From: Khasnis Soumya <soumya.khasnis@sony.com>
To: Greg KH <gregkh@linuxfoundation.org>
Cc: rafael@kernel.org, linux-kernel@vger.kernel.org,
daniel.lezcano@linaro.org, festevam@denx.de, lee@kernel.org,
benjamin.bara@skidata.com, dmitry.osipenko@collabora.com,
ldmldm05@gmail.com, soumya.khasnis@sony.com,
srinavasa.nagaraju@sony.com, Madhusudan.Bobbili@sony.com,
shingo.takeuchi@sony.com, keita.aihara@sony.com,
masaya.takahashi@sony.com
Subject: Re: [PATCH v2] reboot: Add timeout for device shutdown
Date: Thu, 6 Jun 2024 08:48:17 +0000 [thread overview]
Message-ID: <20240606084817.GA118817@sony.com> (raw)
In-Reply-To: <2024052927-traffic-lazy-e3ad@gregkh>
On Wed, May 29, 2024 at 02:51:48PM +0200, Greg KH wrote:
> On Wed, May 29, 2024 at 11:00:49AM +0000, Soumya Khasnis wrote:
> > The device shutdown callbacks invoked during shutdown/reboot
> > are prone to errors depending on the device state or mishandling
> > by one or more driver.
>
> Why not fix those drivers? A release callback should not stall, and if
> it does, that's a bug that should be fixed there.

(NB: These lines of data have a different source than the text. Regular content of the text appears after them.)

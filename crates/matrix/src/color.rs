use serde::{Deserialize, Serialize};

/// Heat classification of a cell value.
#[derive(Debug, Clone, Copy, PartialEq, Eq, Hash, Serialize, Deserialize)]
#[serde(rename_all = "snake_case")]
pub enum ColorBand {
    Cold,
    Warm,
    Hot,
    /// Outside every configured band
    Unbanded,
}

impl ColorBand {
    pub fn as_str(self) -> &'static str {
        match self {
            ColorBand::Cold => "cold",
            ColorBand::Warm => "warm",
            ColorBand::Hot => "hot",
            ColorBand::Unbanded => "none",
        }
    }

    /// Display color of the band.
    pub fn color_name(self) -> &'static str {
        match self {
            ColorBand::Cold => "blue",
            ColorBand::Warm => "yellow",
            ColorBand::Hot => "red",
            ColorBand::Unbanded => "grey",
        }
    }
}

/// Inclusive thresholds per band, checked cold, warm, hot.
#[derive(Debug, Clone, Copy, PartialEq, Serialize, Deserialize)]
#[serde(default)]
pub struct ColorBands {
    pub cold: (f64, f64),
    pub warm: (f64, f64),
    pub hot: (f64, f64),
}

impl Default for ColorBands {
    fn default() -> Self {
        Self {
            cold: (0.0, 5.0),
            warm: (6.0, 14.0),
            hot: (15.0, 20.0),
        }
    }
}

impl ColorBands {
    pub fn classify(&self, value: f64) -> ColorBand {
        let within = |(lo, hi): (f64, f64)| lo <= value && value <= hi;
        if within(self.cold) {
            ColorBand::Cold
        } else if within(self.warm) {
            ColorBand::Warm
        } else if within(self.hot) {
            ColorBand::Hot
        } else {
            ColorBand::Unbanded
        }
    }

    pub fn validate(&self) -> Result<(), String> {
        for (name, (lo, hi)) in [("cold", self.cold), ("warm", self.warm), ("hot", self.hot)] {
            if lo.is_nan() || hi.is_nan() || lo > hi {
                return Err(format!("{name} band ({lo}, {hi}) must have min <= max"));
            }
        }
        Ok(())
    }
}

#[cfg(test)]
mod tests {
    use super::*;

    #[test]
    fn default_bands_follow_thresholds() {
        let bands = ColorBands::default();
        assert_eq!(bands.classify(0.0), ColorBand::Cold);
        assert_eq!(bands.classify(5.0), ColorBand::Cold);
        assert_eq!(bands.classify(5.5), ColorBand::Unbanded);
        assert_eq!(bands.classify(6.0), ColorBand::Warm);
        assert_eq!(bands.classify(14.0), ColorBand::Warm);
        assert_eq!(bands.classify(20.0), ColorBand::Hot);
        assert_eq!(bands.classify(21.0), ColorBand::Unbanded);
        assert_eq!(bands.classify(-1.0), ColorBand::Unbanded);
        assert_eq!(bands.classify(f64::NAN), ColorBand::Unbanded);
    }

    #[test]
    fn color_names() {
        assert_eq!(ColorBand::Hot.color_name(), "red");
        assert_eq!(ColorBand::Unbanded.as_str(), "none");
    }

    #[test]
    fn validation_rejects_inverted_band() {
        assert!(ColorBands::default().validate().is_ok());
        let bands = ColorBands {
            warm: (14.0, 6.0),
            ..Default::default()
        };
        assert!(bands.validate().is_err());
    }
}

Yes, the drivers must be fixed. But currently there is no good mechanism
which detects such stalls and there by resulting in a system hang. This
serves as a fail-safe mechanism to prevent such stalls at reboot/shutdown.
>
> Or use a watchdog and just reboot if that triggers at shutdown time.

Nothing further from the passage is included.